Radical cystectomy is the gold standard treatment for muscle-invasive bladder cancer. However, this treatment has significant limitations, including a high mortality rate of up to 50% within five years from surgery, a high complication rate of up to 67%, a perioperative mortality rate ranging between 1.5-4.5%, urinary incontinence, impaired sexual function, reduced quality of life, and altered body image.
The authors aimed to find an alternative treatment with similar or better oncological results, improved quality of life, and reduced toxicity. Some small retrospective studies published in the past have shown some benefit to brachytherapy in these patients. The authors decided to further explore this alternative therapeutic option and upgrade it in such a way that will result in improved outcomes and preserve their bladders. This alternative approach consisted of maximal transurethral resection of the bladder tumor (TURBT), external beam radiotherapy, and brachytherapy using the advantages of robotic-assisted laparoscopic surgery. For this alternative approach, only patients with clinical stage T1-T3aN0, grade 2-3, with no carcinoma in situ, and tumor size less than 5 cm, were included.
According to the protocol of this trial, all patients underwent a preoperative pelvic MRI. Eight weeks after the TURBT, external beam radiotherapy was administered with 40 Gy in 20 fractions applied to a clinical target volume which included the bladder and the pelvic regional lymph nodes. A week later, a robotic-assisted procedure is performed where brachytherapy catheters are inserted (Figure 1). Through the entire procedure, the surgeons have both a cystoscopic and laparoscopic view of the bladder. Certain conditions mandated the performance of a partial cystectomy. These included when a residual tumor of more than 1 cm was left in a resectable part of the bladder, when a tumor was located inside a diverticulum, or when the distal ureter was involved. Additionally, selective pelvic lymph node dissection was performed in cases with suspicious lymph nodes seen in the preoperative pelvic MRI. Follow-up of these patients was performed with routine cytology and cystoscopy every three months, MRI, and or PET-CT when required.

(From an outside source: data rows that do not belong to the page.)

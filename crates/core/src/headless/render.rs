use std::sync::Arc;
use std::sync::atomic::{AtomicBool, AtomicU32, AtomicU64, Ordering};

use crate::config::AudioDevice;
use crate::error::BackendError;
use crate::media::{AudioFrame, DiagnosticsLogger, Severity, TimingReference, VideoFrame};
use crate::platform::{AudioRenderer, VideoRenderer};

/// Running totals kept by a headless renderer.
#[derive(Debug, Default)]
pub struct RenderStats {
    frames: AtomicU64,
    bytes: AtomicU64,
}

impl RenderStats {
    fn record(&self, len: usize) {
        self.frames.fetch_add(1, Ordering::Relaxed);
        self.bytes.fetch_add(len as u64, Ordering::Relaxed);
    }

    pub fn frames(&self) -> u64 {
        self.frames.load(Ordering::Relaxed)
    }

    pub fn bytes(&self) -> u64 {
        self.bytes.load(Ordering::Relaxed)
    }
}

pub struct HeadlessVideoRenderer {
    logger: DiagnosticsLogger,
    show_background: bool,
    low_latency: bool,
    started: AtomicBool,
    destroyed: AtomicBool,
    stats: RenderStats,
}

impl HeadlessVideoRenderer {
    pub fn new(logger: DiagnosticsLogger, show_background: bool, low_latency: bool) -> Self {
        logger.log(
            Severity::DEBUG,
            &format!("video renderer: background={show_background} low_latency={low_latency}"),
        );
        Self {
            logger,
            show_background,
            low_latency,
            started: AtomicBool::new(false),
            destroyed: AtomicBool::new(false),
            stats: RenderStats::default(),
        }
    }

    pub fn show_background(&self) -> bool {
        self.show_background
    }

    pub fn low_latency(&self) -> bool {
        self.low_latency
    }

    pub fn stats(&self) -> &RenderStats {
        &self.stats
    }

    pub fn is_started(&self) -> bool {
        self.started.load(Ordering::SeqCst)
    }
}

impl VideoRenderer for HeadlessVideoRenderer {
    fn start(&self) {
        self.started.store(true, Ordering::SeqCst);
        self.logger.log(Severity::DEBUG, "video renderer started");
    }

    fn render(&self, _timing: &dyn TimingReference, frame: VideoFrame<'_>) {
        if !self.is_started() || self.destroyed.load(Ordering::SeqCst) {
            return;
        }
        self.stats.record(frame.data.len());
    }

    fn destroy(&self) {
        if self.destroyed.swap(true, Ordering::SeqCst) {
            return;
        }
        self.logger.log(
            Severity::DEBUG,
            &format!(
                "video renderer destroyed after {} frames ({} bytes)",
                self.stats.frames(),
                self.stats.bytes()
            ),
        );
    }
}

pub struct HeadlessAudioRenderer {
    logger: DiagnosticsLogger,
    _sync_reference: Arc<dyn VideoRenderer>,
    device: AudioDevice,
    low_latency: bool,
    started: AtomicBool,
    destroyed: AtomicBool,
    /// Last gain, stored as `f32` bits.
    gain: AtomicU32,
    stats: RenderStats,
}

impl HeadlessAudioRenderer {
    /// Fails for [`AudioDevice::None`]: a disabled device has no output.
    pub fn new(
        logger: DiagnosticsLogger,
        sync_reference: Arc<dyn VideoRenderer>,
        device: AudioDevice,
        low_latency: bool,
    ) -> Result<Self, BackendError> {
        if !device.is_enabled() {
            return Err(BackendError::new("no audio output device"));
        }
        logger.log(
            Severity::DEBUG,
            &format!("audio renderer: device={device:?} low_latency={low_latency}"),
        );
        Ok(Self {
            logger,
            _sync_reference: sync_reference,
            device,
            low_latency,
            started: AtomicBool::new(false),
            destroyed: AtomicBool::new(false),
            gain: AtomicU32::new(0f32.to_bits()),
            stats: RenderStats::default(),
        })
    }

    pub fn device(&self) -> AudioDevice {
        self.device
    }

    pub fn low_latency(&self) -> bool {
        self.low_latency
    }

    pub fn gain(&self) -> f32 {
        f32::from_bits(self.gain.load(Ordering::Relaxed))
    }

    pub fn stats(&self) -> &RenderStats {
        &self.stats
    }
}

impl AudioRenderer for HeadlessAudioRenderer {
    fn start(&self) {
        self.started.store(true, Ordering::SeqCst);
        self.logger.log(Severity::DEBUG, "audio renderer started");
    }

    fn render(&self, _timing: &dyn TimingReference, frame: AudioFrame<'_>) {
        if !self.started.load(Ordering::SeqCst) || self.destroyed.load(Ordering::SeqCst) {
            return;
        }
        self.stats.record(frame.data.len());
    }

    fn set_volume(&self, gain: f32) {
        self.gain.store(gain.to_bits(), Ordering::Relaxed);
        self.logger.log(Severity::DEBUG, &format!("volume {gain}"));
    }

    fn destroy(&self) {
        if self.destroyed.swap(true, Ordering::SeqCst) {
            return;
        }
        self.logger.log(
            Severity::DEBUG,
            &format!("audio renderer destroyed after {} frames", self.stats.frames()),
        );
    }
}
use std::collections::HashMap;

use parking_lot::Mutex;

use crate::error::BackendError;
use crate::hwaddr::HwAddr;
use crate::platform::{ServiceAdvertiser, ServiceKind};

/// Advertiser that tracks registrations without publishing them.
pub struct HeadlessAdvertiser {
    name: String,
    hw_addr: HwAddr,
    services: Mutex<HashMap<ServiceKind, u16>>,
}

impl HeadlessAdvertiser {
    pub fn new(name: &str, hw_addr: &HwAddr) -> Result<Self, BackendError> {
        if name.is_empty() {
            return Err(BackendError::with_code("empty service name", -1));
        }
        Ok(Self {
            name: name.to_string(),
            hw_addr: *hw_addr,
            services: Mutex::new(HashMap::new()),
        })
    }

    pub fn name(&self) -> &str {
        &self.name
    }

    /// Port a service is currently registered on.
    pub fn registered_port(&self, kind: ServiceKind) -> Option<u16> {
        self.services.lock().get(&kind).copied()
    }

    /// DNS-SD instance name: `<hex hw addr>@<name>` for RAOP, `<name>` for AirPlay.
    pub fn instance_name(&self, kind: ServiceKind) -> String {
        match kind {
            ServiceKind::Raop => {
                let hex: String = self
                    .hw_addr
                    .as_bytes()
                    .iter()
                    .map(|b| format!("{b:02X}"))
                    .collect();
                format!("{hex}@{}", self.name)
            }
            ServiceKind::AirPlay => self.name.clone(),
        }
    }
}

impl ServiceAdvertiser for HeadlessAdvertiser {
    fn register(&self, kind: ServiceKind, port: u16) {
        self.services.lock().insert(kind, port);
        tracing::info!(
            service = ?kind,
            instance = %self.instance_name(kind),
            port,
            "service registered"
        );
    }

    fn unregister(&self, kind: ServiceKind) {
        if self.services.lock().remove(&kind).is_some() {
            tracing::info!(service = ?kind, "service unregistered");
        }
    }
}

#[cfg(test)]
mod tests {
    use super::*;

    #[test]
    fn rejects_empty_name() {
        let err = HeadlessAdvertiser::new("", &HwAddr::FALLBACK).err().unwrap();
        assert_eq!(err.code, Some(-1));
    }

    #[test]
    fn long_names_are_accepted() {
        let name = "x".repeat(100);
        let adv = HeadlessAdvertiser::new(&name, &HwAddr::FALLBACK).unwrap();
        assert_eq!(adv.name(), name);
        assert_eq!(adv.instance_name(ServiceKind::Raop).len(), 12 + 1 + 100);
    }

    #[test]
    fn register_and_unregister() {
        let adv = HeadlessAdvertiser::new("Living Room", &HwAddr::FALLBACK).unwrap();
        adv.register(ServiceKind::Raop, 7000);
        adv.register(ServiceKind::AirPlay, 7001);
        assert_eq!(adv.registered_port(ServiceKind::Raop), Some(7000));
        assert_eq!(adv.registered_port(ServiceKind::AirPlay), Some(7001));

        adv.unregister(ServiceKind::Raop);
        adv.unregister(ServiceKind::Raop);
        assert_eq!(adv.registered_port(ServiceKind::Raop), None);
        assert_eq!(adv.registered_port(ServiceKind::AirPlay), Some(7001));
    }

    #[test]
    fn raop_instance_name_prefixes_hw_addr() {
        let adv = HeadlessAdvertiser::new("Test", &HwAddr::FALLBACK).unwrap();
        assert_eq!(adv.instance_name(ServiceKind::Raop), "485D607CEE22@Test");
        assert_eq!(adv.instance_name(ServiceKind::AirPlay), "Test");
        assert_eq!(adv.name(), "Test");
    }
}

Figure 1 – Brachytherapy catheters inserted using the robotic approach:
Overall, 119 patients were treated in this protocol, with four patients excluded from the final analysis. In 38 patients (33%) partial cystectomy was performed, and 36 patients (31%) pelvic lymph node dissection was performed. The median hospitalization time was five days, and 16 patients (14%) had grade 3 or 4 complications. According to the authors, no change in the functional bladder outcomes or sexual functions were noted by the patients. Mean follow-up time was 2.0 years (1 month-8.8 year). Survival analyses demonstrated that the two-year local control was 82%, and the two year-disease specific survival was 89%. Importantly, no infield recurrences were witnessed in the partial cystectomy patients.
The authors concluded that this alternative minimally invasive therapeutic approach results in excellent oncological and functional outcomes; and can be offered to appropriately selected patients, as a bladder-sparing approach with minimal toxicity. This is a most interesting study showing encouraging results. However, there are some limitations that must be addressed. These include the short follow-up time, the lack of control group undergoing standard radical cystectomy, and the fact that this is a single center experience only. Further exploration of this novel therapeutic approach should be pursued on a larger scale.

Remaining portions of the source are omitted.